Extracted information:
--*--

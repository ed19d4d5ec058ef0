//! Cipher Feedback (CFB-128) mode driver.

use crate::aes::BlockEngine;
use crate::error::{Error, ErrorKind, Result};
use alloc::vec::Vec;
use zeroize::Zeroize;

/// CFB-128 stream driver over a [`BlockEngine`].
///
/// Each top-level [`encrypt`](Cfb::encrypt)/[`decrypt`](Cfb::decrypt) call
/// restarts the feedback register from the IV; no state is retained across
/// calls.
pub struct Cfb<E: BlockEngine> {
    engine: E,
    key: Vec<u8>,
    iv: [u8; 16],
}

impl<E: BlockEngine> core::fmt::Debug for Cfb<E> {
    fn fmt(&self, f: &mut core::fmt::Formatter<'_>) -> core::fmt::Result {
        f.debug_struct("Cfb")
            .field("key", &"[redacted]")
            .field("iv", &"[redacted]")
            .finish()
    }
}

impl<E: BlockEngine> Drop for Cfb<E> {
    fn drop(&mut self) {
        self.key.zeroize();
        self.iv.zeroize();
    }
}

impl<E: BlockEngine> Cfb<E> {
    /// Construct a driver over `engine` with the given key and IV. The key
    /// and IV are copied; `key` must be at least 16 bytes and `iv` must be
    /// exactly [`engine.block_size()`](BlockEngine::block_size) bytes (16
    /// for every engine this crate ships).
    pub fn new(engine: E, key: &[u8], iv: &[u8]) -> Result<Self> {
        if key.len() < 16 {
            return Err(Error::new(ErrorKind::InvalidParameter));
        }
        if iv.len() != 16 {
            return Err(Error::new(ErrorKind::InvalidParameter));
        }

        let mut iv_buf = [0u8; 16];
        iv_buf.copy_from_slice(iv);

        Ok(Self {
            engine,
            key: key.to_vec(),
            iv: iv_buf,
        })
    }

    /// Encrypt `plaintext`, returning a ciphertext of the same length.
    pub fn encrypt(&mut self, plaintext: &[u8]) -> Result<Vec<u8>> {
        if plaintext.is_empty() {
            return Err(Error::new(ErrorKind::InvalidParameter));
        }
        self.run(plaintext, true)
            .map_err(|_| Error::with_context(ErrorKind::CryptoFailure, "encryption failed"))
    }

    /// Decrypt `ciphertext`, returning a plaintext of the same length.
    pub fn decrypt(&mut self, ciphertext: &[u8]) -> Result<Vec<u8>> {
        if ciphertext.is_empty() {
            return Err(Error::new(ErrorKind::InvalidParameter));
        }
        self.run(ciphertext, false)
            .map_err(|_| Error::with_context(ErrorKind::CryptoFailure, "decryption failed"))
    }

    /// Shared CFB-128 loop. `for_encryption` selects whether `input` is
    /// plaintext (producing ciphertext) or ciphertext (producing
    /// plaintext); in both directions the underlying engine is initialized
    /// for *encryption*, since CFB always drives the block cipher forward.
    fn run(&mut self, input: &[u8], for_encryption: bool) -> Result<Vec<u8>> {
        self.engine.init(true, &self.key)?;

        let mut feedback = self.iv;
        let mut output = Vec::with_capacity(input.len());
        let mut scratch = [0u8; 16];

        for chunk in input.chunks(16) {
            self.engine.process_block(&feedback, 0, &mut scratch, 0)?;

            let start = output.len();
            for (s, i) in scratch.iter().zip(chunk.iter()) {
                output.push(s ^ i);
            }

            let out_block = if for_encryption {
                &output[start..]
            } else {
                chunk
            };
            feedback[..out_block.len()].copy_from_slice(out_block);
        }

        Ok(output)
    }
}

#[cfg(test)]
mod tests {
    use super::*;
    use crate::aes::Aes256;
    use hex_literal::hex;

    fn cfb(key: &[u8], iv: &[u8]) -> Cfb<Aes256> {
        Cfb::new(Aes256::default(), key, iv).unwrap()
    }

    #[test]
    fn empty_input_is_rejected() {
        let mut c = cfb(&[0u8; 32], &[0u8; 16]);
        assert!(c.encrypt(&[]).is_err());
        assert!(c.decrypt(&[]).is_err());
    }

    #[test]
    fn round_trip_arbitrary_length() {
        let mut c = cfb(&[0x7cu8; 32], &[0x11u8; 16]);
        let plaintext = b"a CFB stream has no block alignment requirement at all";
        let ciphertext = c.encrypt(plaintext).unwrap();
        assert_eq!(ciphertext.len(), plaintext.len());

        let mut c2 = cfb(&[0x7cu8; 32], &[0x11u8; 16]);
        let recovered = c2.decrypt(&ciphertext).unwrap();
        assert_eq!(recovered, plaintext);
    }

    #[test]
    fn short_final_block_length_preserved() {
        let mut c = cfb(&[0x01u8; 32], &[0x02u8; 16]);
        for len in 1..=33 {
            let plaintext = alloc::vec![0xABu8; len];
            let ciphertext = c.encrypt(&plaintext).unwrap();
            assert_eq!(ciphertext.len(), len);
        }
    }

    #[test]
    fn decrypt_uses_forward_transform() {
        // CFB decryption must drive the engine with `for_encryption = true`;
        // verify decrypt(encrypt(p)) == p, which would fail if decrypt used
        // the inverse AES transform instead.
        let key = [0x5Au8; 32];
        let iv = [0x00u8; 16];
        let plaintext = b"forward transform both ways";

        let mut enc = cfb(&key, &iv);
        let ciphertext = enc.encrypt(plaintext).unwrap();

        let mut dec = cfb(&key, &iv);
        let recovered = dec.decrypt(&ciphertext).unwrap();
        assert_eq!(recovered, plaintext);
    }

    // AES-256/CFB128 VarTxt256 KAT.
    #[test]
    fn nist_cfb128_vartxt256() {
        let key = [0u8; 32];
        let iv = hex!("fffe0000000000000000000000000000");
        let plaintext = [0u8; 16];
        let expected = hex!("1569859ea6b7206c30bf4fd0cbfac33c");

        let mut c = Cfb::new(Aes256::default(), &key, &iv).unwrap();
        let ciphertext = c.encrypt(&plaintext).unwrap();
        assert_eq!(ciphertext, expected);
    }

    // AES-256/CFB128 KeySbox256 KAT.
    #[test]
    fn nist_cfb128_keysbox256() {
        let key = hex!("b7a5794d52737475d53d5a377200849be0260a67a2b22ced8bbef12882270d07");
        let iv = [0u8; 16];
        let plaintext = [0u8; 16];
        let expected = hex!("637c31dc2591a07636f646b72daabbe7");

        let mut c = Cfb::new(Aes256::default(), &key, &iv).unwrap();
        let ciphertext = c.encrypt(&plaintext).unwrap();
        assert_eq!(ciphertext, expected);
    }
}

--*--

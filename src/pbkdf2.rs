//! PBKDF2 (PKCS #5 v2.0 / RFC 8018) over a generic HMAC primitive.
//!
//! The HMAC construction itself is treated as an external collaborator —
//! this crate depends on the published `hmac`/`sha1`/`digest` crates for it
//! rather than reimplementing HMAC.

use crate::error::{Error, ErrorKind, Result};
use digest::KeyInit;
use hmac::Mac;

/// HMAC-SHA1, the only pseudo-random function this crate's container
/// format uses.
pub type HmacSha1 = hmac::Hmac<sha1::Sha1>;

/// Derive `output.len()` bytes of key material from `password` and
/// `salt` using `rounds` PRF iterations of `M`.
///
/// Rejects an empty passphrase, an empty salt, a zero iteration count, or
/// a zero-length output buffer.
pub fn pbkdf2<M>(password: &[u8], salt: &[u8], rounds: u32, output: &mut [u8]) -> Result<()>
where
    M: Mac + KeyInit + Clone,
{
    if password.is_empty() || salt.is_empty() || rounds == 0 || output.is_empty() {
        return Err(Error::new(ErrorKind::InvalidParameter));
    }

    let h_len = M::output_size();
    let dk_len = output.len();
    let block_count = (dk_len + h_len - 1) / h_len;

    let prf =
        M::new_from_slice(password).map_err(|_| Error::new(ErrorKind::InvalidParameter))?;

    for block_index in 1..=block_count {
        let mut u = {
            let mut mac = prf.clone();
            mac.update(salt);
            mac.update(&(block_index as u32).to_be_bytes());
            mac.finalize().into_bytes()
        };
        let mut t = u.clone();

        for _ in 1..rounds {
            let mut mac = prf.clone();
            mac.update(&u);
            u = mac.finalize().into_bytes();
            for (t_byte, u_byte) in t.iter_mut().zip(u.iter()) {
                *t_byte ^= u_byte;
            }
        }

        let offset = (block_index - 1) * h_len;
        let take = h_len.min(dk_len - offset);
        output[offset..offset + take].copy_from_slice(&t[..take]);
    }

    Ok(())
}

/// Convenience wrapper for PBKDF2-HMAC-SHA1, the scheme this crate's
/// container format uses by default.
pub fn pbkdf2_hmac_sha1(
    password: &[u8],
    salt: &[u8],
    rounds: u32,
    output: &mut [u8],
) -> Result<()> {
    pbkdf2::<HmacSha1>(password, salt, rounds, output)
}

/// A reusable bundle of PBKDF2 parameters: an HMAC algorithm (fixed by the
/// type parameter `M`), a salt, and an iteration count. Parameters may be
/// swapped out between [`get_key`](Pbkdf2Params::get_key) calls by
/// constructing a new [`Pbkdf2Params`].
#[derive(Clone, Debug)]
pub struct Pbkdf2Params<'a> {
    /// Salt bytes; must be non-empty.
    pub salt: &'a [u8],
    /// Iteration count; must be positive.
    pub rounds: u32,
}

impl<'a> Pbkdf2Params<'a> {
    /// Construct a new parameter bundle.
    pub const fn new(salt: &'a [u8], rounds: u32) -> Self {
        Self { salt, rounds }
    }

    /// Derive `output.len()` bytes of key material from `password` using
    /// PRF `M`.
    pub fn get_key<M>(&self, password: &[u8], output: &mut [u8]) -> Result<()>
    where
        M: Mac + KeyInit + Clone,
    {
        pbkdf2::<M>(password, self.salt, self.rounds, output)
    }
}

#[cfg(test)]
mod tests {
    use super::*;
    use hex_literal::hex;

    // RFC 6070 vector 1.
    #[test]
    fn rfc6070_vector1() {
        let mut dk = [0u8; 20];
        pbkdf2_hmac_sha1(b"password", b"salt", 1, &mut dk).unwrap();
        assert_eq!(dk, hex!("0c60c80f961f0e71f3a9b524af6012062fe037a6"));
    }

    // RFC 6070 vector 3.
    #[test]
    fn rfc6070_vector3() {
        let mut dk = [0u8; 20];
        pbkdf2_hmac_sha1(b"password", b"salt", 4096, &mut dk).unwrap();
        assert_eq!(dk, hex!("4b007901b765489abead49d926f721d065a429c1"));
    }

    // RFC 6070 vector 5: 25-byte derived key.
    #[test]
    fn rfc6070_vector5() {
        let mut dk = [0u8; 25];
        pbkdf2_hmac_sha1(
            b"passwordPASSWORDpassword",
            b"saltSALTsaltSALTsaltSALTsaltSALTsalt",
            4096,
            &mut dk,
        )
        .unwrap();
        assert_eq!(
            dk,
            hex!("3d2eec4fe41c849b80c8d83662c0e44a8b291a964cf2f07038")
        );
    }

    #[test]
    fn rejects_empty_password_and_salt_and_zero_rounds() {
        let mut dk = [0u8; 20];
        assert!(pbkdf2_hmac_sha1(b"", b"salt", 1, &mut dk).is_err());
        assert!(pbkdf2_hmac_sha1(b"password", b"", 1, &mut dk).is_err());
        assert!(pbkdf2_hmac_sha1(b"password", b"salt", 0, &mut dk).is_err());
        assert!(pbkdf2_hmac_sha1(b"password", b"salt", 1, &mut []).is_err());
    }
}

--*--

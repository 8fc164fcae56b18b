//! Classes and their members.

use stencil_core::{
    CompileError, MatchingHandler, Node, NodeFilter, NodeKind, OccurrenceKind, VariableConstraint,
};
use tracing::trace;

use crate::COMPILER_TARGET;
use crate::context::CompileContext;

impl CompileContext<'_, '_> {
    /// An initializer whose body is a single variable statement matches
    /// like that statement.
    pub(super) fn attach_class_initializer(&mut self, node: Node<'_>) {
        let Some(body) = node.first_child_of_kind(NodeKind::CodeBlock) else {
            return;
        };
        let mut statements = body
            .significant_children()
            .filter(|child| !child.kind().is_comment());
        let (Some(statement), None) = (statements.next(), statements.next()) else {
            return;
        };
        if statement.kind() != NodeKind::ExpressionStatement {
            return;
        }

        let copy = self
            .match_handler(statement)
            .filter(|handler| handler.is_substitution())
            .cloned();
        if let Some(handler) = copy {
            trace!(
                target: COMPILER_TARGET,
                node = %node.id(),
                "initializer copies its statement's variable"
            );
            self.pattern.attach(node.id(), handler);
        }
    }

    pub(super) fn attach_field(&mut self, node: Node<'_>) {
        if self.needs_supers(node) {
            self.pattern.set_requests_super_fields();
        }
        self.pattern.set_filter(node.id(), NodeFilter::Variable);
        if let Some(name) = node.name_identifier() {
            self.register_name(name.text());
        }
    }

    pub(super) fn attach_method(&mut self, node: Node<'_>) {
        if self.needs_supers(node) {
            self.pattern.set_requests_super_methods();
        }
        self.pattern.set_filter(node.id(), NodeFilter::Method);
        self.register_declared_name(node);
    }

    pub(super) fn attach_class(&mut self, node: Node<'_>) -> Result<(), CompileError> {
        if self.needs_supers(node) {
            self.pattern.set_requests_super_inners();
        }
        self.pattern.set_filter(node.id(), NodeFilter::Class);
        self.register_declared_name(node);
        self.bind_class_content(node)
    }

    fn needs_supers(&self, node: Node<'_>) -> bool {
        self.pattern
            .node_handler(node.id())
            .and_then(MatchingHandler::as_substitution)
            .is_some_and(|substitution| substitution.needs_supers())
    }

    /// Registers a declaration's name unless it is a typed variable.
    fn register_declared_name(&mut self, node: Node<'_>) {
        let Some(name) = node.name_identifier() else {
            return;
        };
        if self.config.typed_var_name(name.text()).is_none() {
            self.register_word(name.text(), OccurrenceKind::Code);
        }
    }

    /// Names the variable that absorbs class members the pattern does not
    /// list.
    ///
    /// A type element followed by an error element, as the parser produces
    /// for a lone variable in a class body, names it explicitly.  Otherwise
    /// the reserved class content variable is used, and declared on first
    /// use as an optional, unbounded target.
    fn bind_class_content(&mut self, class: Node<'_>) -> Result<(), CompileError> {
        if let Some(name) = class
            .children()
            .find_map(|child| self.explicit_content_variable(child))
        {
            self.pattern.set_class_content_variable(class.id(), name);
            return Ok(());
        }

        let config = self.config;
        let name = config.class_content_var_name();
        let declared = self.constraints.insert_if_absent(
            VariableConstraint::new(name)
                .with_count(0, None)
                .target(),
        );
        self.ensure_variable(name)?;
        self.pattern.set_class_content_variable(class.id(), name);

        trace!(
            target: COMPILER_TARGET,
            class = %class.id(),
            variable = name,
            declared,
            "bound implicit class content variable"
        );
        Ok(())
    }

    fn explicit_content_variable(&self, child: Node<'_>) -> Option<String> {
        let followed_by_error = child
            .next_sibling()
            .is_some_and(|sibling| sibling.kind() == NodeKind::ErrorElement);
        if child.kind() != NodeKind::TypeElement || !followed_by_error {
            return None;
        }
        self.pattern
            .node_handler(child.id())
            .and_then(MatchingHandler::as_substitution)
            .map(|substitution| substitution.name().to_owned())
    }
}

--*--

What the exercise asks: Reading down the material above, count how many lines contain the word "alloc". Respond with the number by itself.

Exercise output: 2